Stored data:
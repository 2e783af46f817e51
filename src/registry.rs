/*!

The `EventCollectionRegistry` knows, for each [`CollectionKind`], which store keys the collection of that kind may be
recorded under, and remembers which of them last worked.

The candidate keys are fixed when the registry is built and never change afterwards. The "last successful key" hint
is the only mutable state. It is a single `AtomicUsize` per kind, read and written with `Relaxed` ordering by every
thread resolving a link of that kind. The hint is advisory: a stale or wrong hint only makes the next lookup scan
more keys before it finds the collection, it never changes which collection is found first for a given store, so no
stronger synchronization is needed.

A process normally has a single registry, built from configuration at startup with [`init_global_registry()`] (or
from the built-in keys on first use of [`global_registry()`]), and frozen from then on.

*/

use std::sync::atomic::{AtomicUsize, Ordering};
use std::sync::{Arc, OnceLock};

use truthlink_barcode::CollectionKind;

use crate::config::RegistryConfig;
use crate::error::TruthLinkError;
use crate::event::{EventStore, McEventCollection};
use crate::log::trace;
use crate::HashMap;

/// The process-wide registry, created exactly once on first read or by `init_global_registry()`.
static GLOBAL_REGISTRY: OnceLock<Arc<EventCollectionRegistry>> = OnceLock::new();

#[derive(Debug)]
pub struct EventCollectionRegistry {
    /// Candidate keys per defined kind, in the order they are tried.
    keys: [Box<[String]>; CollectionKind::COUNT],
    /// Index into `keys` of the key that last resolved, per defined kind.
    hints: [AtomicUsize; CollectionKind::COUNT],
    /// Reverse lookup from a key to the kind it is configured for.
    kinds_by_key: HashMap<String, CollectionKind>,
}

impl Default for EventCollectionRegistry {
    /// A registry over the built-in keys.
    fn default() -> Self {
        Self::build(&RegistryConfig::default())
    }
}

impl EventCollectionRegistry {
    /// Builds a registry from a validated copy of `config`.
    pub fn from_config(config: &RegistryConfig) -> Result<Self, TruthLinkError> {
        config.validate()?;
        Ok(Self::build(config))
    }

    fn build(config: &RegistryConfig) -> Self {
        let keys: [Box<[String]>; CollectionKind::COUNT] = std::array::from_fn(|slot| {
            config
                .keys_for(CollectionKind::ALL[slot])
                .to_vec()
                .into_boxed_slice()
        });
        let mut kinds_by_key = HashMap::default();
        for kind in CollectionKind::ALL {
            for key in config.keys_for(kind) {
                kinds_by_key.entry(key.clone()).or_insert(kind);
            }
        }
        Self {
            keys,
            hints: std::array::from_fn(|_| AtomicUsize::new(0)),
            kinds_by_key,
        }
    }

    /// The ordered candidate keys for `kind`. Empty for `Undefined`.
    #[must_use]
    pub fn candidate_keys(&self, kind: CollectionKind) -> &[String] {
        match kind.slot() {
            Some(slot) => &self.keys[slot],
            None => &[],
        }
    }

    /// The index of the candidate key that resolved most recently for `kind`.
    #[must_use]
    pub fn hint(&self, kind: CollectionKind) -> usize {
        kind.slot()
            .map_or(0, |slot| self.hints[slot].load(Ordering::Relaxed))
    }

    /// Overwrites the hint for `kind`. Out of range values are harmless; lookups then start at the first key.
    pub fn set_hint(&self, kind: CollectionKind, index: usize) {
        if let Some(slot) = kind.slot() {
            self.hints[slot].store(index, Ordering::Relaxed);
        }
    }

    /// The kind a collection key is configured for, or `Undefined` for keys the registry does not know.
    #[must_use]
    pub fn kind_for_key(&self, key: &str) -> CollectionKind {
        self.kinds_by_key
            .get(key)
            .copied()
            .unwrap_or(CollectionKind::Undefined)
    }

    /// The candidate key the hint for `kind` currently points at.
    #[must_use]
    pub fn last_collection_name(&self, kind: CollectionKind) -> Option<&str> {
        self.candidate_keys(kind)
            .get(self.hint(kind))
            .map(String::as_str)
    }

    /// Looks up the collection for `kind` in `store`. Tries the hinted key first, then the remaining candidates in
    /// order, wrapping around. The first key that resolves becomes the new hint. Performs at most one store lookup
    /// per candidate key.
    pub fn find_collection(
        &self,
        kind: CollectionKind,
        store: &dyn EventStore,
    ) -> Option<Arc<McEventCollection>> {
        let slot = kind.slot()?;
        let keys = &self.keys[slot];
        if keys.is_empty() {
            return None;
        }

        let hint = self.hints[slot].load(Ordering::Relaxed);
        let start = if hint < keys.len() { hint } else { 0 };
        for offset in 0..keys.len() {
            let index = (start + offset) % keys.len();
            if let Some(collection) = store.find_collection(&keys[index]) {
                if index != hint {
                    trace!(
                        "{} collection found under {:?}; moving hint from {} to {}",
                        kind,
                        keys[index],
                        hint,
                        index
                    );
                    self.hints[slot].store(index, Ordering::Relaxed);
                }
                return Some(collection);
            }
        }
        None
    }
}

/// Installs the process-wide registry. Fails if it has already been installed, or already been read (which installs
/// the built-in configuration).
pub fn init_global_registry(config: &RegistryConfig) -> Result<(), TruthLinkError> {
    let registry = Arc::new(EventCollectionRegistry::from_config(config)?);
    GLOBAL_REGISTRY.set(registry).map_err(|_| {
        TruthLinkError::RegistryError(
            "the global collection registry was initialized before `init_global_registry()` was called"
                .to_string(),
        )
    })
}

/// The process-wide registry. Built from the built-in keys if `init_global_registry()` has not been called.
#[must_use]
pub fn global_registry() -> Arc<EventCollectionRegistry> {
    Arc::clone(GLOBAL_REGISTRY.get_or_init(|| Arc::new(EventCollectionRegistry::default())))
}

#[cfg(test)]
mod tests {
    use super::*;
    use crate::event::{GenEvent, MemoryEventStore};
    use std::sync::Barrier;
    use std::thread;

    fn collection() -> McEventCollection {
        [GenEvent::new(1)].into_iter().collect()
    }

    #[test]
    fn candidate_keys_follow_config() {
        let registry = EventCollectionRegistry::default();
        assert_eq!(registry.candidate_keys(CollectionKind::Main).len(), 5);
        assert_eq!(
            registry.candidate_keys(CollectionKind::SecondPileup),
            ["TruthEvent_HighPtPU".to_string()]
        );
        assert!(registry.candidate_keys(CollectionKind::Undefined).is_empty());
    }

    #[test]
    fn maps_keys_to_kinds() {
        let registry = EventCollectionRegistry::default();
        assert_eq!(registry.kind_for_key("G4Truth"), CollectionKind::Main);
        assert_eq!(registry.kind_for_key("TruthEvent_PU"), CollectionKind::FirstPileup);
        assert_eq!(registry.kind_for_key("TruthEvent_Cavern"), CollectionKind::ThirdPileup);
        assert_eq!(registry.kind_for_key("NoSuchKey"), CollectionKind::Undefined);
    }

    #[test]
    fn rejects_invalid_config() {
        let config = RegistryConfig {
            main: vec![],
            ..RegistryConfig::default()
        };
        assert!(EventCollectionRegistry::from_config(&config).is_err());
    }

    #[test]
    fn hint_starts_at_hinted_key() {
        let registry = EventCollectionRegistry::default();
        let store = MemoryEventStore::new();
        store.record("TruthEvent", collection());
        store.record("GEN_EVENT", collection());

        registry.set_hint(CollectionKind::Main, 3);
        assert!(registry.find_collection(CollectionKind::Main, &store).is_some());
        // Both keys exist; the hinted one wins and the hint is left alone.
        assert_eq!(registry.hint(CollectionKind::Main), 3);
        assert_eq!(registry.last_collection_name(CollectionKind::Main), Some("GEN_EVENT"));
    }

    #[test]
    fn wraps_around_and_corrects_hint() {
        let registry = EventCollectionRegistry::default();
        let store = MemoryEventStore::new();
        store.record("G4Truth", collection());

        registry.set_hint(CollectionKind::Main, 2);
        assert!(registry.find_collection(CollectionKind::Main, &store).is_some());
        assert_eq!(registry.hint(CollectionKind::Main), 1);
        assert_eq!(registry.last_collection_name(CollectionKind::Main), Some("G4Truth"));
    }

    #[test]
    fn out_of_range_hint_is_harmless() {
        let registry = EventCollectionRegistry::default();
        let store = MemoryEventStore::new();
        store.record("Bkg_TruthEvent", collection());

        registry.set_hint(CollectionKind::Main, 99);
        assert!(registry.find_collection(CollectionKind::Main, &store).is_some());
        assert_eq!(registry.hint(CollectionKind::Main), 4);
    }

    #[test]
    fn missing_collection_leaves_hint() {
        let registry = EventCollectionRegistry::default();
        let store = MemoryEventStore::new();
        store.record("TruthEvent", collection());

        registry.set_hint(CollectionKind::FirstPileup, 0);
        assert!(registry
            .find_collection(CollectionKind::FirstPileup, &store)
            .is_none());
        assert!(registry
            .find_collection(CollectionKind::Undefined, &store)
            .is_none());
        assert_eq!(registry.hint(CollectionKind::FirstPileup), 0);
    }

    // Many threads start from a wrong hint at once. Every lookup must succeed and the hint must end up on the only
    // key that exists, whatever the interleaving of the racing stores.
    #[test]
    fn concurrent_lookups_converge() {
        const NUM_THREADS: usize = 32;
        let registry = Arc::new(EventCollectionRegistry::default());
        let store = Arc::new(MemoryEventStore::new());
        store.record("GEN_AOD", collection());
        registry.set_hint(CollectionKind::Main, 0);
        let barrier = Arc::new(Barrier::new(NUM_THREADS));

        let handles: Vec<_> = (0..NUM_THREADS)
            .map(|_| {
                let registry = Arc::clone(&registry);
                let store = Arc::clone(&store);
                let barrier = Arc::clone(&barrier);
                thread::spawn(move || {
                    barrier.wait();
                    registry
                        .find_collection(CollectionKind::Main, store.as_ref())
                        .is_some()
                })
            })
            .collect();

        assert!(handles.into_iter().all(|h| h.join().unwrap()));
        assert_eq!(registry.hint(CollectionKind::Main), 2);
    }

    #[test]
    fn global_registry_is_frozen_after_first_read() {
        let registry = global_registry();
        assert!(Arc::ptr_eq(&registry, &global_registry()));
        let result = init_global_registry(&RegistryConfig::default());
        assert!(matches!(result, Err(TruthLinkError::RegistryError(_))));
    }
}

*Task item*. Show the lines above with "wrong".

*Task solution*.
thread resolving a link of that kind. The hint is advisory: a stale or wrong hint only makes the next lookup scan
    // Many threads start from a wrong hint at once. Every lookup must succeed and the hint must end up on the only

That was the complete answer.